Let’s talk about that third verb, “blessed.” The idea is that God makes the seventh day holy. He sets it apart from the other six days. Notice that there is no mention of the Sabbath or about man observing a day of rest. Not in this passage. That idea comes later in the Law. Here the focus is on God and what He does and how He feels. Something interesting to note about the seventh day which is different from the other six days – the phrase “there was evening and morning” is missing. This tells me that the seventh day is more than just another day. It is special to God.

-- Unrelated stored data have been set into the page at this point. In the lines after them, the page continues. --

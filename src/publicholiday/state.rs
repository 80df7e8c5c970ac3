use std::fmt;
use std::str::FromStr;

use serde::{
    Serialize,
    Deserialize
};

use crate::holidayerror::HolidayError;

/// German federal states (ISO 3166-2:DE), plus `ALL` for the nationwide
/// holidays only.
#[derive(Debug, Default, PartialEq, Eq, PartialOrd, Ord, Hash, Clone, Copy, Serialize, Deserialize)]
#[allow(clippy::upper_case_acronyms)]
#[serde(try_from = "String", into = "String")]
pub enum State {
    #[default]
    ALL,
    /// Baden-Württemberg
    BW,
    /// Bayern
    BY,
    /// Berlin
    BE,
    /// Brandenburg
    BB,
    /// Bremen
    HB,
    /// Hamburg
    HH,
    /// Hessen
    HE,
    /// Mecklenburg-Vorpommern
    MV,
    /// Niedersachsen
    NI,
    /// Nordrhein-Westfalen
    NW,
    /// Rheinland-Pfalz
    RP,
    /// Saarland
    SL,
    /// Sachsen
    SN,
    /// Sachsen-Anhalt
    ST,
    /// Schleswig-Holstein
    SH,
    /// Thüringen
    TH
}

impl State {
    pub const VALUES: [State; 17] = [
        State::ALL,
        State::BW, State::BY, State::BE, State::BB,
        State::HB, State::HH, State::HE, State::MV,
        State::NI, State::NW, State::RP, State::SL,
        State::SN, State::ST, State::SH, State::TH
    ];

    pub fn code(&self) -> &'static str {
        match self {
            State::ALL => "ALL",
            State::BW => "BW",
            State::BY => "BY",
            State::BE => "BE",
            State::BB => "BB",
            State::HB => "HB",
            State::HH => "HH",
            State::HE => "HE",
            State::MV => "MV",
            State::NI => "NI",
            State::NW => "NW",
            State::RP => "RP",
            State::SL => "SL",
            State::SN => "SN",
            State::ST => "ST",
            State::SH => "SH",
            State::TH => "TH"
        }
    }

    pub fn full_name(&self) -> &'static str {
        match self {
            State::ALL => "Deutschland",
            State::BW => "Baden-Württemberg",
            State::BY => "Bayern",
            State::BE => "Berlin",
            State::BB => "Brandenburg",
            State::HB => "Bremen",
            State::HH => "Hamburg",
            State::HE => "Hessen",
            State::MV => "Mecklenburg-Vorpommern",
            State::NI => "Niedersachsen",
            State::NW => "Nordrhein-Westfalen",
            State::RP => "Rheinland-Pfalz",
            State::SL => "Saarland",
            State::SN => "Sachsen",
            State::ST => "Sachsen-Anhalt",
            State::SH => "Schleswig-Holstein",
            State::TH => "Thüringen"
        }
    }
}

impl fmt::Display for State {
    fn fmt(&self, f: &mut fmt::Formatter<'_>) -> fmt::Result {
        write!(f, "{}", self.code())
    }
}

impl FromStr for State {
    type Err = HolidayError;

    /// Accepts the ISO code with or without the `DE-` prefix, any case.
    fn from_str(s: &str) -> Result<State, HolidayError> {
        let trimmed = s.trim();
        let code = trimmed
            .strip_prefix("DE-")
            .or_else(|| trimmed.strip_prefix("de-"))
            .unwrap_or(trimmed);
        State::VALUES
            .iter()
            .find(|state| state.code().eq_ignore_ascii_case(code))
            .copied()
            .ok_or_else(|| HolidayError::UnknownState(s.to_owned()))
    }
}

impl TryFrom<String> for State {
    type Error = HolidayError;

    fn try_from(s: String) -> Result<State, HolidayError> {
        s.parse()
    }
}

impl From<State> for String {
    fn from(state: State) -> String {
        state.code().to_owned()
    }
}

#[cfg(test)]
mod tests {
    use super::*;

    #[test]
    fn parses_codes_case_insensitively() {
        assert_eq!("BY".parse::<State>().unwrap(), State::BY);
        assert_eq!("sn".parse::<State>().unwrap(), State::SN);
        assert_eq!("DE-NW".parse::<State>().unwrap(), State::NW);
        assert_eq!(" all ".parse::<State>().unwrap(), State::ALL);
    }

    #[test]
    fn rejects_unknown_codes() {
        assert!(matches!("XX".parse::<State>(), Err(HolidayError::UnknownState(code)) if code == "XX"));
    }

    #[test]
    fn display_round_trips_through_parse() {
        for state in State::VALUES {
            assert_eq!(state.to_string().parse::<State>().unwrap(), state);
        }
    }

    #[test]
    fn serde_uses_iso_code() {
        assert_eq!(serde_json::to_string(&State::RP).unwrap(), "\"RP\"");
        assert_eq!(serde_json::from_str::<State>("\"th\"").unwrap(), State::TH);
        assert!(serde_json::from_str::<State>("\"Bavaria\"").is_err());
    }

    #[test]
    fn default_is_nationwide() {
        assert_eq!(State::default(), State::ALL);
    }
}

Reflect on the perfect world that exists at this time---

 John MacArthur said that in his research on the subject of time he found no rational reason, no philosophical reason, no mathematical reason, no scientific reason for weeks. He said, “Why in the world do we occupy our lives in weeks? Why seven days? Nobody in their right mind would purposely divide 365 days into 7s; it doesn’t work. Some months have 30 days, some months have 31 days, and February has 28 or 29 days depending on whether it’s leap year or not. Why all that? Because you can’t divide 365 by 7. Well, why didn’t we do it some other way? There’s no real reason for that. Why do we have these weeks? Why is everything counted in weeks? Weeks don’t even fit well into months. Four weeks don’t make a month. Five weeks don’t make a month. Nobody would purposely do this. No committee would do this. Why in the world do we operate in sevens? I’ll tell you why. There’s only one reason – because God established that order because of creation. And every week of our lives, we go through a cycle that is intended by God to remind us that He created the world in six days and rested.”

For us Christians the weekend should be special. On the seventh day, on Saturday we are reminded of our Creator. On the first day of the week, on Sunday we are reminded of Jesus our Savior and Redeemer who rose from the dead on the first day of the week. We humans are forgetful creatures and it is good that we are reminded each and every week of just how good God has been to us!